Google has a reputation for doing things differently, such as innovative workplace design. I was reading this piece in the New York Times about how Google continually tweaks its search engine to improve it. The man featured in the article, Amit Singhal, is the master of Google’s search ranking algorithm. For anyone who knows even a bit about Google, this guy is pretty high up.
In the article, Mr. Singhal attributed much of Google’s success to their relatively "breakneck" pace of research in contrast to the more leisurely pace observed at universities and institutions.
“I spent the first three months saying, ‘I have an idea,’ ” he recalls. “And they’d say, ‘We’ve thought of that and it’s already in there,’ or ‘It doesn’t work.’ ”

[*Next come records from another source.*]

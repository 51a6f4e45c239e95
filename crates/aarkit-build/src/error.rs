//! Build pipeline error types
use crate::diagnostic::Diagnostic;
use aarkit_config::ConfigError;
use std::path::PathBuf;
use thiserror::Error;

pub type BuildResult<T> = Result<T, BuildError>;

#[derive(Debug, Error)]
pub enum BuildError {
    #[error("I/O error at {path}: {error}")]
    IoError {
        path: PathBuf,
        error: std::io::Error,
    },

    #[error("Missing input for module '{module}': {path}")]
    MissingInput { module: String, path: PathBuf },

    #[error("Unable to launch {tool}: {error}")]
    ToolUnavailable {
        tool: String,
        error: std::io::Error,
    },

    #[error("{step} failed for module '{module}': compilation failed, check logs for more details")]
    StepFailed {
        module: String,
        step: String,
        diagnostics: Vec<Diagnostic>,
    },

    #[error("Configuration error: {0}")]
    Config(#[from] ConfigError),
}

impl BuildError {
    /// Create an I/O error with path context
    pub fn io(path: impl Into<PathBuf>, error: std::io::Error) -> Self {
        Self::IoError {
            path: path.into(),
            error,
        }
    }

    /// Create a missing input error
    pub fn missing_input(module: impl Into<String>, path: impl Into<PathBuf>) -> Self {
        Self::MissingInput {
            module: module.into(),
            path: path.into(),
        }
    }

    /// Create a tool launch error
    pub fn tool_unavailable(tool: impl Into<String>, error: std::io::Error) -> Self {
        Self::ToolUnavailable {
            tool: tool.into(),
            error,
        }
    }

    /// Create a step failure carrying the diagnostics that caused it
    pub fn step_failed(
        module: impl Into<String>,
        step: impl Into<String>,
        diagnostics: Vec<Diagnostic>,
    ) -> Self {
        Self::StepFailed {
            module: module.into(),
            step: step.into(),
            diagnostics,
        }
    }

    /// Diagnostics attached to this error, if any
    pub fn diagnostics(&self) -> &[Diagnostic] {
        match self {
            Self::StepFailed { diagnostics, .. } => diagnostics,
            _ => &[],
        }
    }
}
pub mod assemble;
pub mod clean;
pub mod layout;
pub mod modules;

use aarkit_config::{Config, ConfigLoader};
use anyhow::{Context, Result};
use std::path::PathBuf;

/// Options shared by every command that reads a project
#[derive(Debug, Default)]
pub struct ProjectArgs {
    /// Project directory (defaults to current directory)
    pub project_dir: Option<PathBuf>,
    /// Include list overriding aarkit.toml and AARKIT_INCLUDE
    pub include: Option<String>,
}

/// Loaded configuration plus the directory holding the module directories
pub struct Project {
    pub config: Config,
    pub root: PathBuf,
}

impl Project {
    /// Load aarkit.toml (searching upwards) and apply `--include`
    ///
    /// The project root is the directory holding aarkit.toml, or the start
    /// directory when there is none.
    pub fn load(args: &ProjectArgs) -> Result<Self> {
        let start = args
            .project_dir
            .clone()
            .unwrap_or_else(|| PathBuf::from("."));
        let start = start
            .canonicalize()
            .with_context(|| format!("Project directory not found: {}", start.display()))?;

        let mut config = ConfigLoader::new()
            .load_from_directory(&start)
            .context("Failed to load aarkit.toml")?;

        if let Some(ref include) = args.include {
            config.project.assemble_mut().include = Some(include.clone());
        }

        let root = config
            .project_root()
            .map(|p| p.to_path_buf())
            .unwrap_or(start);

        Ok(Self { config, root })
    }
}
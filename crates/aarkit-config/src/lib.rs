//! aarkit Configuration System
//!
//! Provides configuration management for aarkit projects including:
//! - Project configuration (aarkit.toml)
//! - Global user configuration (~/.aarkit/config.toml)
//! - Resolution of the effective per-run module settings
//!
//! # Configuration Hierarchy
//!
//! Configuration is loaded and merged in the following order (later overrides earlier):
//! 1. Global config (~/.aarkit/config.toml)
//! 2. Project config (./aarkit.toml)
//! 3. Environment variables (AARKIT_*)
//! 4. CLI flags
//!
//! # Example
//!
//! ```no_run
//! use aarkit_config::ConfigLoader;
//! use std::path::Path;
//!
//! let mut loader = ConfigLoader::new();
//! let config = loader.load_from_directory(Path::new(".")).unwrap();
//! let settings = config.module_settings().unwrap();
//! println!("include = {}", settings.include);
//! ```

pub mod global;
pub mod loader;
pub mod project;
pub mod settings;

use std::path::PathBuf;
use thiserror::Error;

/// Configuration errors
#[derive(Error, Debug)]
pub enum ConfigError {
    #[error("Configuration file not found: {0}")]
    NotFound(PathBuf),

    #[error("Failed to read configuration file: {0}")]
    IoError(#[from] std::io::Error),

    #[error("Invalid TOML syntax in {file}: {error}")]
    TomlParseError {
        file: PathBuf,
        error: toml::de::Error,
    },

    #[error("Missing required setting '{field}' (set it in aarkit.toml or via {env})")]
    MissingField { field: String, env: String },

    #[error("Invalid value for '{field}': {reason}")]
    InvalidValue { field: String, reason: String },

    #[error("Home directory not found")]
    HomeNotFound,
}

/// Result type for configuration operations
pub type ConfigResult<T> = Result<T, ConfigError>;

/// File name of the project configuration
pub const PROJECT_CONFIG_FILE: &str = "aarkit.toml";

// Re-export main types
pub use global::GlobalConfig;
pub use loader::{Config, ConfigLoader};
pub use project::ProjectConfig;
pub use settings::{ModuleSettings, ToolPaths};
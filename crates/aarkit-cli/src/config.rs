//! CLI configuration via environment variables
//!
//! Project settings live in aarkit.toml; these only affect presentation.

use std::env;

/// CLI configuration loaded from environment variables
#[derive(Debug, Clone)]
pub struct Config {
    /// Disable colored output (AARKIT_NO_COLOR=1 or NO_COLOR=1)
    pub no_color: bool,
}

impl Config {
    /// Load configuration from environment variables
    pub fn from_env() -> Self {
        Self {
            no_color: env::var("AARKIT_NO_COLOR").is_ok() || env::var("NO_COLOR").is_ok(),
        }
    }

    /// Apply process-wide output settings
    pub fn apply(&self) {
        if self.no_color {
            colored::control::set_override(false);
        }
    }
}

impl Default for Config {
    fn default() -> Self {
        Self::from_env()
    }
}
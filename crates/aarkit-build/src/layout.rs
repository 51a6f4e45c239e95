//! Per-module source and build-output paths
//!
//! Every path the pipeline reads or writes for a module is derived here from
//! the project root and the module name. Nothing in this module touches the
//! file system; callers decide what to check and create.

use serde::Serialize;
use std::path::{Path, PathBuf};

/// Name of the combined resource archive written by the linker
pub const LINKED_ARCHIVE_NAME: &str = "generated.aar.res";
/// Name of the symbol table written by the linker
pub const SYMBOLS_FILE_NAME: &str = "R.txt";
/// Name of the keep-rules file written by the linker
pub const PROGUARD_FILE_NAME: &str = "proguard.txt";

/// Fixed set of paths for one module
#[derive(Debug, Clone, PartialEq, Eq, Serialize)]
pub struct BuildLayout {
    /// Module name
    pub name: String,
    /// `<root>/<name>/src/main/res`
    pub res: PathBuf,
    /// `<root>/<name>/build/bin/res`
    pub bin_res: PathBuf,
    /// `<root>/<name>/build`
    pub build: PathBuf,
    /// `<root>/<name>/src/main/AndroidManifest.xml`
    pub manifest: PathBuf,
    /// `<root>/<name>/src/main/assets`
    pub assets: PathBuf,
    /// `<root>/<name>/src/main/java`
    pub java_src: PathBuf,
    /// `<root>/<name>/build/bin/java/classes`
    pub classes_out: PathBuf,
    /// `<root>/<name>/build/gen`
    pub gen: PathBuf,
}

impl BuildLayout {
    /// Compute the layout of `name` under `project_root`
    pub fn new(project_root: impl AsRef<Path>, name: impl Into<String>) -> Self {
        let name = name.into();
        let module_root = project_root.as_ref().join(&name);
        let main = module_root.join("src").join("main");
        let build = module_root.join("build");
        let bin = build.join("bin");

        Self {
            res: main.join("res"),
            bin_res: bin.join("res"),
            manifest: main.join("AndroidManifest.xml"),
            assets: main.join("assets"),
            java_src: main.join("java"),
            classes_out: bin.join("java").join("classes"),
            gen: build.join("gen"),
            build,
            name,
        }
    }

    /// Intermediate archive produced by the resource compiler
    pub fn compiled_resources(&self) -> PathBuf {
        self.bin_res.join(format!("{}_res.zip", self.name))
    }

    /// Symbol table written by the linker
    pub fn symbols(&self) -> PathBuf {
        self.bin_res.join(SYMBOLS_FILE_NAME)
    }

    /// Keep rules written by the linker
    pub fn proguard_rules(&self) -> PathBuf {
        self.bin_res.join(PROGUARD_FILE_NAME)
    }

    /// Combined archive written by the linker, next to `bin/res`
    pub fn linked_archive(&self) -> PathBuf {
        self.bin_res
            .parent()
            .unwrap_or(&self.bin_res)
            .join(LINKED_ARCHIVE_NAME)
    }
}
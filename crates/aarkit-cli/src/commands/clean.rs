//! Clean command - delete build directories of included modules

use super::{Project, ProjectArgs};
use aarkit_build::{clean_modules, ModuleNameList};
use anyhow::{Context, Result};

/// Run the clean command
pub fn run(args: &ProjectArgs, quiet: bool) -> Result<()> {
    let project = Project::load(args)?;
    let names = ModuleNameList::parse(project.config.include_list());

    let removed =
        clean_modules(&project.root, &names).context("Failed to clean build directories")?;

    if !quiet {
        if removed.is_empty() {
            println!("Nothing to clean");
        }
        for path in &removed {
            println!("Removed {}", path.display());
        }
    }
    Ok(())
}
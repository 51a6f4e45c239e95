//! Layout command - print the paths used for one module

use super::{Project, ProjectArgs};
use aarkit_build::{skip_reason, BuildLayout};
use anyhow::Result;
use colored::Colorize;
use std::path::Path;

/// Run the layout command
pub fn run(args: &ProjectArgs, module: &str, json: bool) -> Result<()> {
    let project = Project::load(args)?;
    let layout = BuildLayout::new(&project.root, module);
    let skip = skip_reason(&layout);

    if json {
        println!(
            "{}",
            serde_json::json!({
                "layout": layout,
                "compiled_resources": layout.compiled_resources(),
                "linked_archive": layout.linked_archive(),
                "symbols": layout.symbols(),
                "proguard_rules": layout.proguard_rules(),
                "included": skip.is_none(),
                "skip_reason": skip,
            })
        );
        return Ok(());
    }

    println!("{}", layout.name.bold());
    let compiled = layout.compiled_resources();
    let archive = layout.linked_archive();
    let symbols = layout.symbols();
    let proguard = layout.proguard_rules();
    let rows: [(&str, &Path); 12] = [
        ("res", layout.res.as_path()),
        ("manifest", layout.manifest.as_path()),
        ("assets", layout.assets.as_path()),
        ("java", layout.java_src.as_path()),
        ("build", layout.build.as_path()),
        ("bin/res", layout.bin_res.as_path()),
        ("classes", layout.classes_out.as_path()),
        ("gen", layout.gen.as_path()),
        ("compiled", compiled.as_path()),
        ("archive", archive.as_path()),
        ("symbols", symbols.as_path()),
        ("proguard", proguard.as_path()),
    ];
    for (label, path) in rows {
        let marker = if path.exists() { "✓".green() } else { " ".normal() };
        println!("  {} {:<9} {}", marker, label, path.display());
    }

    match skip {
        None => println!("{}", "Module will be assembled".green()),
        Some(reason) => println!("{}", format!("Module will be skipped: {}", reason).yellow()),
    }
    Ok(())
}
use super::{run_process, ResourceTool, ToolOutput};
use crate::diagnostic::DiagnosticOrigin;
use crate::error::BuildResult;
use std::path::{Path, PathBuf};

/// aapt2 executable driven through `compile` and `link` subcommands
#[derive(Debug, Clone)]
pub struct Aapt2Process {
    executable: PathBuf,
}

impl Aapt2Process {
    pub fn new(executable: impl Into<PathBuf>) -> Self {
        Self {
            executable: executable.into(),
        }
    }

    pub fn executable(&self) -> &Path {
        &self.executable
    }

    fn run(&self, subcommand: &str, args: &[String], origin: DiagnosticOrigin) -> BuildResult<ToolOutput> {
        let full_args = std::iter::once(subcommand).chain(args.iter().map(String::as_str));
        run_process(&self.executable, full_args, origin)
    }
}

impl Default for Aapt2Process {
    fn default() -> Self {
        Self::new("aapt2")
    }
}

impl ResourceTool for Aapt2Process {
    fn compile(&self, args: &[String]) -> BuildResult<ToolOutput> {
        self.run("compile", args, DiagnosticOrigin::ResourceCompiler)
    }

    fn link(&self, args: &[String]) -> BuildResult<ToolOutput> {
        self.run("link", args, DiagnosticOrigin::ResourceLinker)
    }
}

Now, while this is the technology field we’re talking about here, I can’t help but to think about this issue in terms of healthcare research. Yeah, healing occurs over time and human research has its own time limitations; but I think we must ask ourselves, "Can we do more research in less time?" How is it that some investigators seem to have several publications per year and others once every couple years?
Perhaps it is simply a case of some researchers behaving more like Google, and others behaving more like…well, a researcher. I can imagine researchers dealing with issues of project management, technology assistance, quality, and maybe even figuring out how to exist on 4 hours of sleep. Admittedly, I am not a researcher and am only surmising here.
Here is my own example of how research sometimes proceeds slowly:
I’m writing a case series about a group of patients at my work. In order to proceed, I need to contact our institution’s Department of Clinical Investigation. They have a series of hoops and trainings to jump through, checklists to complete, and signatures to obtain. All to perform a formal write up of treatments that have already happened. They estimate this process takes 1 month to complete.
Grrrr. I could have been finished in 1 month!
Labels: Evidence and Technology, Research


A major difference between Google and the health care industry, as you mention, is that they have very different development parameters. As a software company, Google can tweak its code and test it on a single computer for immediate results. A new drug treatment eventually needs human test subjects, and thankfully, this research is not conducted without careful examination of the procedure and thought for its impact.If Google's new lines of code are horribly wrong, no one gets hurt. Imagine if I search for digital cameras and it returns a listing of Chinese restaurants. The potential damage due to a mistake in a health care related research project is much more severe.The number of publications a research group has is not necessarily an indication of their work pace or quality.
Pace: I agree, quantity is not synonymous with quality; and you're correct, the duty to be safe in healthcare research is high. I'm simply posing the question as a "What can we learn from other industries?" thought. If Google wins as a result of their high volume of research and evidence, one might assume that the healthcare profession with the most evidence would be at a similar advantage in the industry.By the way, the Chinese Food analogy is very funny!